Today the sky cleared at last and with the sun coming out soon the temperature rose to 16Âșc . As the rain was once again forecast for the next few days I thought that I must take advantage of the break in the weather and inspect the hives.

When I opened Hv1 I could see that the colony is getting on with things. After much searching I spotted the queen. Although there is plenty of stores I could see no sign of eggs, or grubs. Later on when I called on my bee friends, Jenny and Mike, they suggested that it's too early for this queen to start laying. They advised that I should leave this hive for 2 weeks as the queen may or may not have mated. It did look bigger than when I saw it over a week ago so it might have had its mating flight. Sex is such a complicated thing even for bees.

The new colony in Hv2 is more certain. I found the queen quickly and in the middle frames there are grubs waiting for their next stage of development. I removed the sugar feed and closed up feeling rather pleased even though I am still anxious about Hv1.

Saturday, 1 May 2010

Workers' Collective

We had a thunder storm last night - it's the first bit of rain for over two weeks. The air was cool in the morning and even though the sun was out activity around the hive was very quiet. I spent the morning down at my allotment, digging and weeding, and by the time I returned home in the
early afternoon the temperature had risen so high that both colonies were buzzing.

My neighbour, big Jon, is now referring to both hives as Workers' Collectives and in a manner of speaking he is right. It's a shame that if I were to name them as such the hives would be WC1 and WC2. Think I'll stick to the Hv prefix instead.

I took a quick look at Hv2 first and things were normal. When I looked at Hv1 I was delighted to see one, then several bees bringing in pollen. This is great news! I am posting a photo and a short video in which you can see several bees retuning to Hv1 with pollen. Strangely, they all seem to have the pollen on their left hind legs. If so, I wonder how it would affect their flight.

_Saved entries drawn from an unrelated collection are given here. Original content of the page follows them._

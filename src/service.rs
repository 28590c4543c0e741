//! Service orchestration
//!
//! Ties the injected collaborators together for the surrounding application:
//! food-log CRUD against the store, one-call nutrition overviews, and
//! remote-with-fallback analysis. The collaborators are constructed once at
//! process start and passed in; nothing here reads ambient globals, and the
//! wall clock enters only through the `now` arguments at these outermost
//! call sites.

use crate::advisor::{AnalysisOutcome, AnalysisSource, NutritionAdvisor, TextCompletion};
use crate::aggregator::NutritionAggregator;
use crate::error::NutritionError;
use crate::goals::GoalResolver;
use crate::progress::ProgressCalculator;
use crate::store::{FoodLogStore, DEFAULT_INSIGHT_LIMIT};
use crate::types::{
    DailySummary, FoodLogDraft, FoodLogEntry, GoalProfile, GoalRecommendation, Insight,
    ProgressReport, WeeklyTrend,
};
use chrono::{DateTime, Utc};
use serde::{Deserialize, Serialize};
use std::sync::Arc;
use tracing::{info, warn};
use uuid::Uuid;

/// Everything the dashboard needs for one user, computed from a single
/// snapshot of their food logs.
#[derive(Debug, Clone, Serialize, Deserialize)]
pub struct NutritionOverview {
    pub summary: DailySummary,
    pub trend: WeeklyTrend,
    pub goal: GoalProfile,
    pub progress: ProgressReport,
    pub recommendations: Vec<GoalRecommendation>,
}

/// Application-facing nutrition service.
pub struct NutritionService {
    store: Arc<dyn FoodLogStore>,
    advisor: NutritionAdvisor,
    aggregator: NutritionAggregator,
}

impl NutritionService {
    /// Create a service around the injected collaborators, aggregating in
    /// UTC calendar days.
    pub fn new(store: Arc<dyn FoodLogStore>, completion: Arc<dyn TextCompletion>) -> Self {
        Self::with_aggregator(store, completion, NutritionAggregator::default())
    }

    /// Create a service with a specific aggregation zone.
    pub fn with_aggregator(
        store: Arc<dyn FoodLogStore>,
        completion: Arc<dyn TextCompletion>,
        aggregator: NutritionAggregator,
    ) -> Self {
        Self {
            store,
            advisor: NutritionAdvisor::new(completion),
            aggregator,
        }
    }

    /// The aggregator this service computes with.
    pub fn aggregator(&self) -> &NutritionAggregator {
        &self.aggregator
    }

    /// Coerce a draft into an entry created at `now` and persist it.
    pub async fn add_food_log(
        &self,
        user_id: &str,
        draft: FoodLogDraft,
        now: DateTime<Utc>,
    ) -> Result<FoodLogEntry, NutritionError> {
        let entry = draft.into_entry(now);
        info!(user_id, meal = %entry.meal_name, "adding food log");
        self.store.save_food_log(user_id, entry).await
    }

    /// A user's food logs, newest first.
    pub async fn food_logs(&self, user_id: &str) -> Result<Vec<FoodLogEntry>, NutritionError> {
        self.store.food_logs(user_id).await
    }

    /// Delete a food log, if the store supports deletion.
    pub async fn delete_food_log(&self, user_id: &str, id: Uuid) -> Result<(), NutritionError> {
        self.store.delete_food_log(user_id, id).await
    }

    /// A user's most recent persisted insights.
    pub async fn saved_insights(&self, user_id: &str) -> Result<Vec<Insight>, NutritionError> {
        self.store.insights(user_id, DEFAULT_INSIGHT_LIMIT).await
    }

    /// Load the user's snapshot and compute the full overview for the day
    /// containing `now`.
    pub async fn overview(
        &self,
        user_id: &str,
        goal_label: &str,
        now: DateTime<Utc>,
    ) -> Result<NutritionOverview, NutritionError> {
        let logs = self.store.food_logs(user_id).await?;
        Ok(self.overview_from(&logs, goal_label, now))
    }

    /// Compute the full overview from an in-memory snapshot. Pure.
    pub fn overview_from(
        &self,
        entries: &[FoodLogEntry],
        goal_label: &str,
        now: DateTime<Utc>,
    ) -> NutritionOverview {
        let summary = self
            .aggregator
            .daily_summary(entries, self.aggregator.local_date(now));
        let trend = self.aggregator.weekly_trend(entries, now);
        let goal = GoalResolver::resolve(goal_label);

        NutritionOverview {
            summary,
            trend,
            goal,
            progress: ProgressCalculator::progress(&summary, &goal),
            recommendations: GoalResolver::recommendations(goal_label),
        }
    }

    /// Analyze the user's snapshot, preferring the remote completion service
    /// and falling back to the local rules.
    ///
    /// Remote-produced insights are written back to the store best-effort; a
    /// write-back failure is logged and the analysis still returned, so the
    /// only hard failure here is being unable to load the snapshot at all.
    pub async fn analyze(
        &self,
        user_id: &str,
        goal_label: &str,
        now: DateTime<Utc>,
    ) -> Result<AnalysisOutcome, NutritionError> {
        let logs = self.store.food_logs(user_id).await?;
        let summary = self
            .aggregator
            .daily_summary(&logs, self.aggregator.local_date(now));
        let trend = self.aggregator.weekly_trend(&logs, now);

        let outcome = self.advisor.analyze(&logs, goal_label, &summary, &trend).await;

        if outcome.source == AnalysisSource::Remote {
            if let Err(err) = self
                .store
                .save_insights(user_id, &outcome.analysis.insights, now)
                .await
            {
                warn!(user_id, error = %err, "failed to persist remote insights");
            }
        }

        Ok(outcome)
    }
}

#[cfg(test)]
mod tests {
    use super::*;
    use crate::advisor::AnalysisSource;
    use crate::store::MemoryStore;
    use async_trait::async_trait;
    use chrono::TimeZone;
    use pretty_assertions::assert_eq;

    struct FixedCompletion(String);

    #[async_trait]
    impl TextCompletion for FixedCompletion {
        async fn complete(&self, _prompt: &str, _system: &str) -> Result<String, NutritionError> {
            Ok(self.0.clone())
        }
    }

    struct FailingCompletion;

    #[async_trait]
    impl TextCompletion for FailingCompletion {
        async fn complete(&self, _prompt: &str, _system: &str) -> Result<String, NutritionError> {
            Err(NutritionError::RateLimited("quota exceeded".to_string()))
        }
    }

    fn remote_response() -> String {
        r#"{
            "insights": [{
                "type": "deficiency",
                "title": "Low Fiber Intake",
                "message": "Few whole grains or vegetables logged this week.",
                "actionableAdvice": "Add a serving of vegetables to lunch and dinner."
            }],
            "summary": {"totalCalories": 1500, "avgProtein": 80, "avgCarbs": 190, "avgFats": 55}
        }"#
        .to_string()
    }

    fn now() -> DateTime<Utc> {
        Utc.with_ymd_and_hms(2024, 3, 10, 20, 0, 0).unwrap()
    }

    fn draft(name: &str, calories: u32, protein: u32, hours_ago: i64) -> FoodLogDraft {
        FoodLogDraft {
            meal_name: name.to_string(),
            timestamp: Some(now() - chrono::Duration::hours(hours_ago)),
            calories: Some(calories),
            protein: Some(protein),
            ..Default::default()
        }
    }

    async fn seeded_service(completion: Arc<dyn TextCompletion>) -> NutritionService {
        let service = NutritionService::new(Arc::new(MemoryStore::new()), completion);
        for d in [
            draft("breakfast", 320, 12, 12),
            draft("lunch", 485, 38, 7),
            draft("dinner", 420, 35, 1),
            draft("yesterday dinner", 500, 20, 26),
        ] {
            service.add_food_log("u1", d, now()).await.unwrap();
        }
        service
    }

    #[tokio::test]
    async fn overview_combines_summary_goal_and_progress() {
        let service = seeded_service(Arc::new(FailingCompletion)).await;
        let overview = service.overview("u1", "weight loss", now()).await.unwrap();

        assert_eq!(overview.summary.total_calories, 1225);
        assert_eq!(overview.summary.meal_count, 3);
        assert_eq!(overview.goal.calories, 1500);
        assert_eq!(overview.progress.calories.percentage, 82); // 1225/1500
        assert_eq!(overview.trend.daily.len(), 2);
        assert_eq!(overview.recommendations.len(), 2);
    }

    #[tokio::test]
    async fn analyze_persists_remote_insights() {
        let service = seeded_service(Arc::new(FixedCompletion(remote_response()))).await;
        let outcome = service.analyze("u1", "general health", now()).await.unwrap();

        assert_eq!(outcome.source, AnalysisSource::Remote);
        let saved = service.saved_insights("u1").await.unwrap();
        assert_eq!(saved.len(), 1);
        assert_eq!(saved[0].title, "Low Fiber Intake");
    }

    #[tokio::test]
    async fn analyze_falls_back_without_persisting() {
        let service = seeded_service(Arc::new(FailingCompletion)).await;
        let outcome = service.analyze("u1", "general health", now()).await.unwrap();

        assert_eq!(outcome.source, AnalysisSource::LocalFallback);
        // 1225 kcal and 85 g protein are in range: only the balanced recommendation
        assert_eq!(outcome.analysis.insights.len(), 1);
        assert_eq!(outcome.analysis.summary.total_calories, 1225);
        assert!(service.saved_insights("u1").await.unwrap().is_empty());
    }

    #[tokio::test]
    async fn add_food_log_returns_stored_entry() {
        let service = NutritionService::new(
            Arc::new(MemoryStore::new()),
            Arc::new(FailingCompletion),
        );
        let entry = service
            .add_food_log("u1", FoodLogDraft { meal_name: "Apple".to_string(), ..Default::default() }, now())
            .await
            .unwrap();

        assert_eq!(entry.timestamp, now());
        assert_eq!(service.food_logs("u1").await.unwrap().len(), 1);
    }

    #[tokio::test]
    async fn store_failure_surfaces_as_typed_error() {
        struct DownStore;

        #[async_trait]
        impl FoodLogStore for DownStore {
            async fn food_logs(&self, _: &str) -> Result<Vec<FoodLogEntry>, NutritionError> {
                Err(NutritionError::StoreUnavailable("connection refused".to_string()))
            }
            async fn save_food_log(
                &self,
                _: &str,
                _: FoodLogEntry,
            ) -> Result<FoodLogEntry, NutritionError> {
                Err(NutritionError::StoreUnavailable("connection refused".to_string()))
            }
            async fn save_insights(
                &self,
                _: &str,
                _: &[Insight],
                _: DateTime<Utc>,
            ) -> Result<(), NutritionError> {
                Err(NutritionError::StoreUnavailable("connection refused".to_string()))
            }
            async fn insights(&self, _: &str, _: usize) -> Result<Vec<Insight>, NutritionError> {
                Err(NutritionError::StoreUnavailable("connection refused".to_string()))
            }
        }

        let service = NutritionService::new(Arc::new(DownStore), Arc::new(FailingCompletion));
        let result = service.overview("u1", "general health", now()).await;
        assert!(matches!(result, Err(NutritionError::StoreUnavailable(_))));

        // Computation on an in-memory snapshot still works while the store is down
        let overview = service.overview_from(&[], "general health", now());
        assert_eq!(overview.summary, DailySummary::default());
    }
}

If the weather is fine I planned to do a hive inspection, although now that I can see both hives are bringing in pollen I feel less anxious about checking. Anyway, it would depend on what the weather will do. We shall see.

How many bees are bringing pollen back to Hv1?

Wednesday, 28 April 2010


General observations of the bees, the comings and goings, activities near the entrance of the hive can tell me a lot about what is going on with the colony.

In this photo you can clearly see a worker bee (centre of frame) bringing pollen back to the hive. I learned at the beginning of this season this is a very good sign. I had been looking out for this ever since I hived the prime swarm over 2 weeks ago. Even though I did not see the queen last Sunday in this hive the sign of pollen is a sure indication that there are young grubs in the hive, so the queen must be inside and she is laying eggs.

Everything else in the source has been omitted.